_Exercise requirements_. Please return every line from the entries that has the string "warn" in it.

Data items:
★ ★ ★ ★ ★

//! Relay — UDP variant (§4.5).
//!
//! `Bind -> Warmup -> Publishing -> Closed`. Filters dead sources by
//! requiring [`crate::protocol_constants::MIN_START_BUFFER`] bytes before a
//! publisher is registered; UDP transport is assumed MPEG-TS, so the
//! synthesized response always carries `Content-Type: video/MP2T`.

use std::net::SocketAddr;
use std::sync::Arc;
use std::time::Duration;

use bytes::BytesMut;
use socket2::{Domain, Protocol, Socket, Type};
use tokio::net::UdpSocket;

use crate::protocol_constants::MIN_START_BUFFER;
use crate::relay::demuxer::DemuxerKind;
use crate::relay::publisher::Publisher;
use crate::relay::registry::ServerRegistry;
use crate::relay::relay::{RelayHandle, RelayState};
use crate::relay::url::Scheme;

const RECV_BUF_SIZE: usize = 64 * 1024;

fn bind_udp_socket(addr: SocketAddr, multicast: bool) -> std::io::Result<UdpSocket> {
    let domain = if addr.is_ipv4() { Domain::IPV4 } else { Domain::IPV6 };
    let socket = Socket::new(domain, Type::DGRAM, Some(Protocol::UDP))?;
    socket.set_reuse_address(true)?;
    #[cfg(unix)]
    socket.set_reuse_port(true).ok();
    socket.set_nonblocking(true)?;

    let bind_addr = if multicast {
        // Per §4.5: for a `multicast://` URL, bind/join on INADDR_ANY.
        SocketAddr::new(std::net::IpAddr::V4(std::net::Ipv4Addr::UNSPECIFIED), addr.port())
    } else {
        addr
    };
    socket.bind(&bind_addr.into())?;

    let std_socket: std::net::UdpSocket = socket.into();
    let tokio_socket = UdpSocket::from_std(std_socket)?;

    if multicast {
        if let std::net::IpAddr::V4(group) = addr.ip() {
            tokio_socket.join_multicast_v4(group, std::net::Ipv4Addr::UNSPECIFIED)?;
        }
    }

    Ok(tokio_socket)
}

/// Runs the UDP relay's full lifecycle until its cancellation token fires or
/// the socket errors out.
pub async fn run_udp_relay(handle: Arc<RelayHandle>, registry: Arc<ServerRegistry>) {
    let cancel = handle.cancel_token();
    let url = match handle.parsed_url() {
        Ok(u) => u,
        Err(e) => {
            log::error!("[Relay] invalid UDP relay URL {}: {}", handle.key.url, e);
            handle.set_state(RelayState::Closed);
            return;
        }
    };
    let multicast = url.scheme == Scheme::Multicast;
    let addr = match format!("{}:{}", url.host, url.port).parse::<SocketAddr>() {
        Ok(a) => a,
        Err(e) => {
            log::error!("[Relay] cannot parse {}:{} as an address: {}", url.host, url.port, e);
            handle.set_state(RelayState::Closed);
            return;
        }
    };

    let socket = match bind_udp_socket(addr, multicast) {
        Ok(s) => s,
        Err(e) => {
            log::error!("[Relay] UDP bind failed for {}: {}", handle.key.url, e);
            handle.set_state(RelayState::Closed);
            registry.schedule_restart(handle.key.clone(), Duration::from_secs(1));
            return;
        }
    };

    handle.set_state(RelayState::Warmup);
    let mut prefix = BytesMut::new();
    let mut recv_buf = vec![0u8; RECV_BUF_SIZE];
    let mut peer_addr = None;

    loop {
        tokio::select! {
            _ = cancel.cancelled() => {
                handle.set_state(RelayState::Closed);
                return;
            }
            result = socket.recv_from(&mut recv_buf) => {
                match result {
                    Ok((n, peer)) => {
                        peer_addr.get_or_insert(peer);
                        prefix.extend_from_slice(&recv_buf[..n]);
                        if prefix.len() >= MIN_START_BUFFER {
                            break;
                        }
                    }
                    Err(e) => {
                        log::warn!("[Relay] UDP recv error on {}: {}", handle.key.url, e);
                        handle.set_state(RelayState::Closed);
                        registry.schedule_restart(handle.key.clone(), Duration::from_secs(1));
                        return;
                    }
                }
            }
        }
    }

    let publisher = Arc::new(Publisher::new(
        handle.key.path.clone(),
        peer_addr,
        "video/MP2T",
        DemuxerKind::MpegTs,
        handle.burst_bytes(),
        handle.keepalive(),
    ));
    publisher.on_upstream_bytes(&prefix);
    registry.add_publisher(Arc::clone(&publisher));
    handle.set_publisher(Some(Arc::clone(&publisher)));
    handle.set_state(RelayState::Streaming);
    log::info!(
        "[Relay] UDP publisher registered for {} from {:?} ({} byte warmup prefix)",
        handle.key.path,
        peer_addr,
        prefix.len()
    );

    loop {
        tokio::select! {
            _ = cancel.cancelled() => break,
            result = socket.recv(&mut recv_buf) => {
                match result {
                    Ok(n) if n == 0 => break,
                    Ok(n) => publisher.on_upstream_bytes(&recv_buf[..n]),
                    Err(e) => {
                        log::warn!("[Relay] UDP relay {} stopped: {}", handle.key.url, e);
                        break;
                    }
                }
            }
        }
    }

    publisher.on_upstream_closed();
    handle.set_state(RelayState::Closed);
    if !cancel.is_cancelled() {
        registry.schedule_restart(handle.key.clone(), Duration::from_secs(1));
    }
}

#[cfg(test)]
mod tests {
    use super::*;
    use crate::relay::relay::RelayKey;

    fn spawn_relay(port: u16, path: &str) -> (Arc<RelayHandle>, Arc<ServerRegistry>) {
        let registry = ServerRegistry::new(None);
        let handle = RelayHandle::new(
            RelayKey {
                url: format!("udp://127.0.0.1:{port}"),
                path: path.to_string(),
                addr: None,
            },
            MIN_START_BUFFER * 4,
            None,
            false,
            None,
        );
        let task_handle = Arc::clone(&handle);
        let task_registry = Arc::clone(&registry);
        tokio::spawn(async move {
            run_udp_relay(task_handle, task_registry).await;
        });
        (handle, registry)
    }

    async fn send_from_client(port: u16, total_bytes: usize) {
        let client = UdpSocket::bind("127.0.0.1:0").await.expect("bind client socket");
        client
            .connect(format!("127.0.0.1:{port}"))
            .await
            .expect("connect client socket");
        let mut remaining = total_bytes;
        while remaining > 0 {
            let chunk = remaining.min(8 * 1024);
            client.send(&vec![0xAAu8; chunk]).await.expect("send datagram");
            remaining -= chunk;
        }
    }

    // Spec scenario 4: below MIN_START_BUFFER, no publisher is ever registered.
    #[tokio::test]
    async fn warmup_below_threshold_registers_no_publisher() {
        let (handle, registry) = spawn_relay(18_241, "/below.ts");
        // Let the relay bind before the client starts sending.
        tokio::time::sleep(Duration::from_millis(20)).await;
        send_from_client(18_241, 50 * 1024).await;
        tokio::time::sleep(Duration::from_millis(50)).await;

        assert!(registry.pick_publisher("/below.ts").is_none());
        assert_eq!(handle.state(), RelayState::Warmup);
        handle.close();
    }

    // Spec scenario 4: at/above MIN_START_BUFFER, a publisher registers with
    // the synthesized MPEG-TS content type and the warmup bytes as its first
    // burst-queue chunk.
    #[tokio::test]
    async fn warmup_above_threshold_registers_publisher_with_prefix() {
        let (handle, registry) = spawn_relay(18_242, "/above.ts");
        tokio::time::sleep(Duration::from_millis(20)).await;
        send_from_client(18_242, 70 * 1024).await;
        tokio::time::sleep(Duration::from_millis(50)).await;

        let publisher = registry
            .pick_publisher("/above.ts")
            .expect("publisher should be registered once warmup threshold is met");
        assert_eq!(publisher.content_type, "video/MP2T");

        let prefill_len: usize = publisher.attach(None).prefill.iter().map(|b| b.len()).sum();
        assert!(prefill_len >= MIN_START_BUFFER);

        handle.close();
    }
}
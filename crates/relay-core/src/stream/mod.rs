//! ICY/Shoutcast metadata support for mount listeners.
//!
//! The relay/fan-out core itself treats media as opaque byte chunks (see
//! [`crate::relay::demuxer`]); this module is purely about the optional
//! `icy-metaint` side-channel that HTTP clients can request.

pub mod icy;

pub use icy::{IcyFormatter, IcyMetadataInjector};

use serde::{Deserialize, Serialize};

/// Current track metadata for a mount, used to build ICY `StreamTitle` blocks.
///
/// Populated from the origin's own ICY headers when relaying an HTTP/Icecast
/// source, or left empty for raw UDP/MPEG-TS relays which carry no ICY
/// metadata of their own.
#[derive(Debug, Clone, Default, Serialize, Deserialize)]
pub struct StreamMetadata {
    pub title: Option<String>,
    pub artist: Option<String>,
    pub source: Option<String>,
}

★ ★ ★ ★ ★

_Response to the task_.
                        log::warn!("[Relay] UDP recv error on {}: {}", handle.key.url, e);
                        log::warn!("[Relay] UDP relay {} stopped: {}", handle.key.url, e);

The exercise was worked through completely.